─── DATA SUPPLIED

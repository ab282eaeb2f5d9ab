//! Full-page rasterisation of PDF pages.
//!
//! A scanned page is not always one embedded bitmap: it may be tiled, drawn
//! from vector outlines, or stored in an encoding nothing here decodes
//! (JBIG2, JPX). Rendering the page as a whole sidesteps all of that, so a
//! configured [`PageRenderer`] is the first choice for sparse pages.

use crate::pdf::PageImage;
use crate::ExtractError;
use pdfium_render::prelude::*;
use std::path::Path;
use std::sync::{Arc, OnceLock};
use tracing::{debug, warn};

/// Width in pixels pages are rendered at
pub const DEFAULT_RENDER_WIDTH: i32 = 2000;

/// Rasterises a single page of a PDF document.
pub trait PageRenderer: Send + Sync {
    /// Render page `index` (0-based) of the document held in `pdf`
    fn render_page(&self, pdf: &[u8], index: usize) -> Result<PageImage, ExtractError>;
}

/// [`PageRenderer`] backed by a dynamically loaded pdfium library
pub struct PdfiumRenderer {
    pdfium: Pdfium,
    target_width: i32,
}

impl PdfiumRenderer {
    /// Bind to the pdfium library installed on the system
    pub fn from_system() -> Result<Self, ExtractError> {
        let bindings = Pdfium::bind_to_system_library()
            .map_err(|e| ExtractError::Render(format!("pdfium not found: {}", e)))?;
        Ok(Self::from_bindings(bindings))
    }

    /// Bind to the pdfium library found in `dir`
    pub fn from_directory(dir: &Path) -> Result<Self, ExtractError> {
        let library = Pdfium::pdfium_platform_library_name_at_path(dir);
        let bindings = Pdfium::bind_to_library(&library)
            .map_err(|e| ExtractError::Render(format!("cannot load {:?}: {}", library, e)))?;
        Ok(Self::from_bindings(bindings))
    }

    fn from_bindings(bindings: Box<dyn PdfiumLibraryBindings>) -> Self {
        Self {
            pdfium: Pdfium::new(bindings),
            target_width: DEFAULT_RENDER_WIDTH,
        }
    }

    /// Override the render width; height follows the page's aspect ratio
    pub fn with_target_width(mut self, width: i32) -> Self {
        self.target_width = width;
        self
    }
}

impl PageRenderer for PdfiumRenderer {
    fn render_page(&self, pdf: &[u8], index: usize) -> Result<PageImage, ExtractError> {
        let page_error =
            |e: PdfiumError| ExtractError::Render(format!("page {}: {}", index + 1, e));

        let document = self
            .pdfium
            .load_pdf_from_byte_slice(pdf, None)
            .map_err(|e| ExtractError::Render(e.to_string()))?;
        let page_index = u16::try_from(index)
            .map_err(|_| ExtractError::Render(format!("page {} out of range", index + 1)))?;
        let page = document.pages().get(page_index).map_err(page_error)?;

        let config = PdfRenderConfig::new()
            .set_target_width(self.target_width)
            .set_maximum_height(self.target_width.saturating_mul(2));
        let bitmap = page.render_with_config(&config).map_err(page_error)?;

        let mut data = Vec::new();
        bitmap
            .as_image()
            .write_to(&mut std::io::Cursor::new(&mut data), ::image::ImageOutputFormat::Png)
            .map_err(|e| ExtractError::Image(format!("PNG encoding failed: {e}")))?;

        debug!("Rendered page {} ({} bytes)", index + 1, data.len());
        Ok(PageImage {
            data,
            mime_type: "image/png",
        })
    }
}

/// Process-wide renderer over the system pdfium, bound on first use.
///
/// `None` when no pdfium library can be loaded; sparse pages then fall back
/// to their embedded images.
pub fn system_renderer() -> Option<Arc<dyn PageRenderer>> {
    static RENDERER: OnceLock<Option<Arc<PdfiumRenderer>>> = OnceLock::new();

    RENDERER
        .get_or_init(|| match PdfiumRenderer::from_system() {
            Ok(renderer) => Some(Arc::new(renderer)),
            Err(e) => {
                warn!("PDF page rendering unavailable, using embedded page images only: {}", e);
                None
            }
        })
        .clone()
        .map(|renderer| renderer as Arc<dyn PageRenderer>)
}
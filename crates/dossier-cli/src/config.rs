//! Configuration management for the CLI.
//!
//! The file has three tables, all optional:
//!
//! ```toml
//! [pipeline]
//! input_dir = "data/input_documents"
//! schema_dir = "schemas"
//!
//! [llm]
//! model = "gpt-4o"
//! api_key_env = "OPENAI_API_KEY"
//!
//! [settings]
//! color = true
//! format = "table"
//! ```

use crate::cli::{ProcessArgs, ReportArgs, SchemasArgs};
use crate::error::{CliError, Result};
use dossier_llm::OpenAiConfig;
use dossier_pipeline::PipelineConfig;
use serde::{Deserialize, Serialize};
use std::fs;
use std::path::{Path, PathBuf};
use tracing::debug;

/// Name of the config file looked up in the working directory
pub const LOCAL_CONFIG_FILE: &str = "dossier.toml";

/// CLI configuration.
#[derive(Debug, Clone, Default, Serialize, Deserialize)]
pub struct Config {
    /// Pipeline directories and thresholds
    #[serde(default)]
    pub pipeline: PipelineConfig,

    /// Model backend connection
    #[serde(default)]
    pub llm: OpenAiConfig,

    /// Output settings
    #[serde(default)]
    pub settings: Settings,
}

/// Output settings.
#[derive(Debug, Clone, Serialize, Deserialize)]
pub struct Settings {
    /// Enable colored output
    #[serde(default = "default_true")]
    pub color: bool,

    /// Default output format
    #[serde(default = "default_format")]
    pub format: OutputFormat,
}

/// Output format.
#[derive(Debug, Clone, Copy, PartialEq, Eq, Serialize, Deserialize)]
#[serde(rename_all = "lowercase")]
pub enum OutputFormat {
    /// Table format
    Table,
    /// JSON format
    Json,
    /// Quiet (minimal) format
    Quiet,
}

impl Config {
    /// Per-user configuration file path, if the platform has a config dir.
    pub fn user_path() -> Option<PathBuf> {
        dirs::config_dir().map(|dir| dir.join("dossier").join("config.toml"))
    }

    /// Load configuration.
    ///
    /// An explicit path must exist. Without one, `./dossier.toml` and then
    /// the per-user file are tried, falling back to defaults.
    pub fn load(explicit: Option<&Path>) -> Result<Self> {
        if let Some(path) = explicit {
            if !path.is_file() {
                return Err(CliError::Config(format!("config file {:?} not found", path)));
            }
            return Self::from_file(path);
        }

        let candidates = std::iter::once(PathBuf::from(LOCAL_CONFIG_FILE)).chain(Self::user_path());
        for path in candidates {
            if path.is_file() {
                return Self::from_file(&path);
            }
        }

        debug!("No config file found, using defaults");
        Ok(Self::default())
    }

    /// Load configuration from a TOML file.
    pub fn from_file(path: &Path) -> Result<Self> {
        debug!("Loading config from {:?}", path);
        let contents = fs::read_to_string(path)?;
        Self::from_toml(&contents)
    }

    /// Parse configuration from a TOML string.
    pub fn from_toml(contents: &str) -> Result<Self> {
        Ok(toml::from_str(contents)?)
    }

    /// Override file values with flags given on the command line.
    pub fn apply_process_args(&mut self, args: &ProcessArgs) {
        let pipeline = &mut self.pipeline;
        if let Some(dir) = &args.input_dir {
            pipeline.input_dir = dir.clone();
        }
        if let Some(dir) = &args.schema_dir {
            pipeline.schema_dir = dir.clone();
        }
        if let Some(dir) = &args.text_output_dir {
            pipeline.text_output_dir = dir.clone();
        }
        if let Some(dir) = &args.json_output_dir {
            pipeline.json_output_dir = dir.clone();
        }
        if let Some(path) = &args.aggregate_output {
            pipeline.aggregate_output = Some(path.clone());
        }
        if let Some(category) = &args.default_category {
            pipeline.default_category = category.clone();
        }
        if let Some(min_chars) = args.ocr_min_chars {
            pipeline.ocr_min_chars = min_chars;
        }
    }

    /// Override the schema directory for the schemas command.
    pub fn apply_schemas_args(&mut self, args: &SchemasArgs) {
        if let Some(dir) = &args.schema_dir {
            self.pipeline.schema_dir = dir.clone();
        }
    }

    /// Override where the report command reads extracted records from.
    pub fn apply_report_args(&mut self, args: &ReportArgs) {
        if let Some(path) = &args.aggregate {
            self.pipeline.aggregate_output = Some(path.clone());
        }
        if let Some(dir) = &args.json_output_dir {
            self.pipeline.json_output_dir = dir.clone();
        }
    }

    /// Check both the pipeline and backend sections.
    pub fn validate(&self) -> Result<()> {
        self.pipeline
            .validate()
            .map_err(|e| CliError::Config(format!("[pipeline] {}", e)))?;
        self.llm
            .validate()
            .map_err(|e| CliError::Config(format!("[llm] {}", e)))?;
        Ok(())
    }
}

impl Default for Settings {
    fn default() -> Self {
        Self {
            color: true,
            format: OutputFormat::Table,
        }
    }
}

fn default_true() -> bool {
    true
}

fn default_format() -> OutputFormat {
    OutputFormat::Table
}
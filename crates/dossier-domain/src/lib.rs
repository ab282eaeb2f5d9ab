//! Dossier Domain Layer
//!
//! Core vocabulary shared by every Dossier crate. Like any domain layer it has
//! ZERO external dependencies and only defines value objects and the trait
//! seams that infrastructure crates implement.
//!
//! ## Key Concepts
//!
//! - **Section**: a contiguous, 1-based, inclusive line range of a larger text blob
//! - **Category**: one label of the closed, schema-defined taxonomy
//! - **Chat messages**: role-tagged text/image parts sent to a language model
//! - **LlmProvider**: the backend seam used by segmentation, categorization,
//!   schema-guided extraction and image transcription
//!
//! ## Architecture
//!
//! ```text
//! dossier-domain  ←  dossier-llm  ←  dossier-extract  ←  dossier-pipeline  ←  dossier-cli
//! ```

#![warn(missing_docs)]
#![warn(clippy::all)]

pub mod category;
pub mod message;
pub mod section;
pub mod traits;

// Re-exports for convenience
pub use category::CategoryId;
pub use message::{ChatMessage, ContentPart, ResponseConstraint, Role};
pub use section::{Section, SectionError};
//! Plain text and markdown extractor.

use crate::{ExtractError, FormatExtractor};
use std::path::Path;

/// Extractor for plain text files.
pub struct TextFileExtractor;

impl TextFileExtractor {
    /// Create a new text extractor.
    #[must_use]
    pub fn new() -> Self {
        Self
    }
}

impl Default for TextFileExtractor {
    fn default() -> Self {
        Self::new()
    }
}

impl FormatExtractor for TextFileExtractor {
    fn name(&self) -> &str {
        "text"
    }

    fn extensions(&self) -> &[&str] {
        &["txt", "md"]
    }

    fn extract(&self, path: &Path) -> Result<String, ExtractError> {
        Ok(std::fs::read_to_string(path)?)
    }
}

#[cfg(test)]
mod tests {
    use super::*;
    use tempfile::tempdir;

    #[test]
    fn test_extract_multiline_content() {
        let temp_dir = tempdir().unwrap();
        let file_path = temp_dir.path().join("multi.md");
        let text = "# Title\nLine 2\n\nLine 4";
        std::fs::write(&file_path, text).unwrap();

        assert_eq!(TextFileExtractor::new().extract(&file_path).unwrap(), text);
    }

    #[test]
    fn test_extract_handles_empty_file() {
        let temp_dir = tempdir().unwrap();
        let file_path = temp_dir.path().join("empty.txt");
        std::fs::write(&file_path, "").unwrap();

        assert_eq!(TextFileExtractor::new().extract(&file_path).unwrap(), "");
    }

    #[test]
    fn test_extract_nonexistent_file_fails() {
        let result = TextFileExtractor::new().extract(Path::new("/nonexistent/file.txt"));
        assert!(matches!(result, Err(ExtractError::Io(_))));
    }
}
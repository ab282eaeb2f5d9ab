//! Output formatting for the CLI.

use crate::config::OutputFormat;
use crate::error::Result;
use colored::*;
use dossier_pipeline::{BatchReport, CategorySchema, FileOutcome, SchemaRegistry};
use serde_json::{json, Value};
use std::path::Path;
use tabled::{
    builder::Builder,
    settings::{object::Rows, Alignment, Modify, Style},
};

/// Output formatter.
pub struct Formatter {
    format: OutputFormat,
    color_enabled: bool,
}

fn status_label(outcome: &FileOutcome) -> &'static str {
    match outcome {
        FileOutcome::Processed(_) => "processed",
        FileOutcome::Cached(_) => "cached",
        FileOutcome::Skipped(_) => "skipped",
        FileOutcome::Failed(_) => "failed",
    }
}

fn required_fields(schema: &CategorySchema) -> Vec<String> {
    schema
        .document()
        .get("required")
        .and_then(Value::as_array)
        .map(|fields| {
            fields
                .iter()
                .filter_map(Value::as_str)
                .map(str::to_string)
                .collect()
        })
        .unwrap_or_default()
}

impl Formatter {
    /// Create a new formatter.
    pub fn new(format: OutputFormat, color_enabled: bool) -> Self {
        Self {
            format,
            color_enabled,
        }
    }

    /// Format the outcome of a directory run.
    pub fn format_report(&self, report: &BatchReport) -> Result<String> {
        match self.format {
            OutputFormat::Json => self.format_report_json(report),
            OutputFormat::Table => Ok(self.format_report_table(report)),
            OutputFormat::Quiet => Ok(format!(
                "processed={} cached={} skipped={} failed={}",
                report.processed(),
                report.cached(),
                report.skipped(),
                report.failed()
            )),
        }
    }

    fn format_report_json(&self, report: &BatchReport) -> Result<String> {
        let files: Vec<Value> = report
            .files
            .iter()
            .map(|f| {
                let detail = match &f.outcome {
                    FileOutcome::Skipped(reason) | FileOutcome::Failed(reason) => {
                        Some(reason.as_str())
                    }
                    _ => None,
                };
                json!({
                    "file": f.path.display().to_string(),
                    "status": status_label(&f.outcome),
                    "sections": f.outcome.artifact().map(|a| a.sections.len()),
                    "detail": detail,
                })
            })
            .collect();

        let summary = json!({
            "processed": report.processed(),
            "cached": report.cached(),
            "skipped": report.skipped(),
            "failed": report.failed(),
            "records": report.results.len(),
            "files": files,
        });
        Ok(serde_json::to_string_pretty(&summary)?)
    }

    fn format_report_table(&self, report: &BatchReport) -> String {
        if report.files.is_empty() {
            return self.warning("No input files found.");
        }

        let mut builder = Builder::default();
        builder.push_record(["File", "Status", "Sections", "Detail"]);

        for file in &report.files {
            let name = file
                .path
                .file_name()
                .map(|n| n.to_string_lossy().into_owned())
                .unwrap_or_else(|| file.path.display().to_string());
            let sections = file
                .outcome
                .artifact()
                .map(|a| a.sections.len().to_string())
                .unwrap_or_default();
            let detail = match &file.outcome {
                FileOutcome::Skipped(reason) | FileOutcome::Failed(reason) => reason.clone(),
                _ => String::new(),
            };
            builder.push_record([name, self.status(&file.outcome), sections, detail]);
        }

        let mut table = builder.build();
        table
            .with(Style::rounded())
            .with(Modify::new(Rows::first()).with(Alignment::center()));

        let totals = format!(
            "{} processed, {} cached, {} skipped, {} failed ({} records)",
            report.processed(),
            report.cached(),
            report.skipped(),
            report.failed(),
            report.results.len()
        );
        let totals = if report.failed() > 0 {
            self.error(&totals)
        } else {
            self.success(&totals)
        };

        format!("{}\n{}", table, totals)
    }

    /// Format the loaded taxonomy.
    pub fn format_schemas(&self, registry: &SchemaRegistry) -> Result<String> {
        let schemas = registry.categories().filter_map(|c| registry.get(c.as_str()));

        match self.format {
            OutputFormat::Json => {
                let entries: Vec<Value> = schemas
                    .map(|s| json!({"category": s.name().as_str(), "required": required_fields(s)}))
                    .collect();
                Ok(serde_json::to_string_pretty(&entries)?)
            }
            OutputFormat::Quiet => Ok(registry.category_names().join("\n")),
            OutputFormat::Table => {
                let mut builder = Builder::default();
                builder.push_record(["Category", "Required fields"]);
                for schema in schemas {
                    builder.push_record([
                        schema.name().to_string(),
                        required_fields(schema).join(", "),
                    ]);
                }

                let mut table = builder.build();
                table
                    .with(Style::rounded())
                    .with(Modify::new(Rows::first()).with(Alignment::center()));

                let summary =
                    format!("{} categories in {}", registry.len(), registry.dir().display());
                Ok(format!("{}\n{}", table, self.info(&summary)))
            }
        }
    }

    /// Confirm where a rendered report was written.
    pub fn format_report_written(&self, path: &Path, records: usize) -> Result<String> {
        match self.format {
            OutputFormat::Json => Ok(serde_json::to_string_pretty(&json!({
                "report": path.display().to_string(),
                "records": records,
            }))?),
            OutputFormat::Quiet => Ok(path.display().to_string()),
            OutputFormat::Table => Ok(self.success(&format!(
                "Report with {} records written to {}",
                records,
                path.display()
            ))),
        }
    }

    fn status(&self, outcome: &FileOutcome) -> String {
        let label = status_label(outcome);
        match outcome {
            FileOutcome::Processed(_) => self.colorize(label, "green"),
            FileOutcome::Cached(_) => self.colorize(label, "cyan"),
            FileOutcome::Skipped(_) => self.colorize(label, "yellow"),
            FileOutcome::Failed(_) => self.colorize(label, "red"),
        }
    }

    /// Format a success message.
    pub fn success(&self, message: &str) -> String {
        self.colorize(&format!("✓ {}", message), "green")
    }

    /// Format an error message.
    pub fn error(&self, message: &str) -> String {
        self.colorize(&format!("✗ {}", message), "red")
    }

    /// Format an info message.
    pub fn info(&self, message: &str) -> String {
        self.colorize(&format!("ℹ {}", message), "blue")
    }

    /// Format a warning message.
    pub fn warning(&self, message: &str) -> String {
        self.colorize(&format!("⚠ {}", message), "yellow")
    }

    /// Colorize text if color is enabled.
    fn colorize(&self, text: &str, color: &str) -> String {
        if !self.color_enabled {
            return text.to_string();
        }

        match color {
            "red" => text.red().to_string(),
            "green" => text.green().to_string(),
            "blue" => text.blue().to_string(),
            "yellow" => text.yellow().to_string(),
            "cyan" => text.cyan().to_string(),
            _ => text.to_string(),
        }
    }
}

──────

# ASSIGNMENT
Without changing anything, quote the lines from the top of the data to the line that contains "of that, so a", including that line.

# SOLUTION TO THIS PROBLEM
repository ab282eaeb2f5d9ab
//! Full-page rasterisation of PDF pages.
//!
//! A scanned page is not always one embedded bitmap: it may be tiled, drawn
//! from vector outlines, or stored in an encoding nothing here decodes
//! (JBIG2, JPX). Rendering the page as a whole sidesteps all of that, so a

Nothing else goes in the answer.